Click above"Blue letters"Let's do it!Hello everyone, I'm Chen's mother.
Today we're going to answer a friend's question.
My own family of origin was very bad, so after I got married, I not only prepared physical nutrition, but also prepared a lot of parenting knowledge. After the birth of my child, I even quit my job and took care of my child's growth at home.
For the sake of his development, I discussed with him and then enrolled in English, Go, and equestrian interest classes. But he always promised to be good in advance, and then regretted it in a few days. Without perseverance and concentration, I really have a headache.
And his temper is getting bigger and bigger, 8 years, I put down my career development, with my youth, but in exchange for only one sentence, Mom, I hate you. What do you think I'm trying to do?
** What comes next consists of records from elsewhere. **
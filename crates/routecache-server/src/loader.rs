//! Fresh-data loaders.

use async_trait::async_trait;

/// Produces the value for an address on a cache miss.
#[async_trait]
pub trait Loader: Send + Sync {
    async fn load(&self, address: &str) -> anyhow::Result<String>;
}

/// Loader returning the same body for every address.
#[derive(Debug, Clone)]
pub struct StaticLoader {
    body: String,
}

impl StaticLoader {
    pub fn new(body: impl Into<String>) -> Self {
        Self { body: body.into() }
    }
}

impl Default for StaticLoader {
    fn default() -> Self {
        Self::new("fresh data")
    }
}

#[async_trait]
impl Loader for StaticLoader {
    async fn load(&self, _address: &str) -> anyhow::Result<String> {
        Ok(self.body.clone())
    }
}

/// Loader backed by an async closure.
pub struct FnLoader<F>(pub F);

#[async_trait]
impl<F, Fut> Loader for FnLoader<F>
where
    F: Fn(String) -> Fut + Send + Sync + 'static,
    Fut: std::future::Future<Output = anyhow::Result<String>> + Send + 'static,
{
    async fn load(&self, address: &str) -> anyhow::Result<String> {
        (self.0)(address.to_string()).await
    }
}
//! Stores de prueba.

use async_trait::async_trait;
use routecache_server::store::{CacheStore, StoreError};

/// Store whose every operation fails.
pub struct FailingStore;

#[async_trait]
impl CacheStore for FailingStore {
    async fn get(&self, _key: &str) -> Result<Option<String>, StoreError> {
        Err(StoreError::unavailable("connection refused"))
    }

    async fn set(&self, _key: &str, _value: String) -> Result<(), StoreError> {
        Err(StoreError::unavailable("connection refused"))
    }

    async fn evict(&self, _key: &str) -> Result<(), StoreError> {
        Err(StoreError::unavailable("connection refused"))
    }

    async fn cleanup(&self) -> Result<(), StoreError> {
        Err(StoreError::backend("cannot flush"))
    }

    fn name(&self) -> &str {
        "failing"
    }
}
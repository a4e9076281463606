//! Background store work: evictions triggered by notifications and
//! write-backs from the HTTP subscriber.
//!
//! Subscriber callbacks are synchronous while store operations are async,
//! so work is spawned on the current Tokio runtime. Handles are kept so
//! callers that need a consistent store (tests, graceful shutdown) can wait
//! for them with [`BackgroundTasks::settle`].

use std::future::Future;

use parking_lot::Mutex;
use tokio::runtime::Handle;
use tokio::task::JoinHandle;
use tracing::{debug, error, warn};

use crate::metrics::DispatchMetrics;
use crate::store::SharedStore;

/// Spawns and tracks store tasks.
#[derive(Debug, Default)]
pub struct BackgroundTasks {
    handles: Mutex<Vec<JoinHandle<()>>>,
    metrics: DispatchMetrics,
}

impl BackgroundTasks {
    pub fn new(metrics: DispatchMetrics) -> Self {
        Self {
            handles: Mutex::new(Vec::new()),
            metrics,
        }
    }

    /// Evicts `keys` from `store` in the background.
    ///
    /// Outside a Tokio runtime nothing can be spawned; the request is logged
    /// and dropped.
    pub fn evict(&self, store: SharedStore, keys: Vec<String>) {
        let metrics = self.metrics.clone();
        let spawned = self.spawn(async move {
            for key in &keys {
                match store.evict(key).await {
                    Ok(()) => debug!(key = %key, store = store.name(), "Evicted"),
                    Err(e) => {
                        metrics.record_eviction_failure(store.name());
                        error!(key = %key, store = store.name(), error = %e, "Eviction failed");
                    },
                }
            }
        });

        if !spawned {
            warn!("No async runtime available, eviction skipped");
        }
    }

    /// Stores `value` under `key` in the background.
    pub fn write(&self, store: SharedStore, key: String, value: String) {
        let spawned = self.spawn(async move {
            if let Err(e) = store.set(&key, value).await {
                error!(key = %key, store = store.name(), error = %e, "Cache write failed");
            }
        });

        if !spawned {
            warn!("No async runtime available, cache write skipped");
        }
    }

    /// Waits for every task spawned so far.
    pub async fn settle(&self) {
        let pending = std::mem::take(&mut *self.handles.lock());
        for handle in pending {
            if let Err(e) = handle.await {
                warn!(error = %e, "Background store task did not complete");
            }
        }
    }

    /// Number of tasks not yet known to be finished.
    pub fn in_flight(&self) -> usize {
        self.handles
            .lock()
            .iter()
            .filter(|handle| !handle.is_finished())
            .count()
    }

    fn spawn<F>(&self, task: F) -> bool
    where
        F: Future<Output = ()> + Send + 'static,
    {
        let Ok(runtime) = Handle::try_current() else {
            return false;
        };

        let handle = runtime.spawn(task);
        let mut handles = self.handles.lock();
        handles.retain(|handle| !handle.is_finished());
        handles.push(handle);
        true
    }
}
Let's talk about it, what is this mother trying to do?
If you want me to say, isn't it just trying to compensate for yourself and replace the value of comfort!
The words may have been said harshly, but the reason is actually still the same reason.
I also became a mother myself, so I realized that there has always been a fashion trend in the parenting world.
English, Go, Olympiad, Model Airplanes, Equestrian...Of course, there are also college entrance examination immigrants and the current super hot high school entrance examination immigrants.
As far as the mother next to me is concerned, for the future of the baby, it can be said that she has used all the resources around her, and she said: Don't let the baby lose at the starting line, and don't let the baby become a funeral object for the population.
I was exhausted from tossing myself, and even more, I had no friends, no work, and no leisure to open the three-no chicken baby mode.
And that's not even the most devastating.
In the counseling room, there are children who drop out of school and can't go to school, people whose children are severely depressed and frequently hurt themselves, and there are children who regard their parents as class enemies and hate to die of old age and ......
What went wrong?
Is there a mistake in the original intention for the good of the child?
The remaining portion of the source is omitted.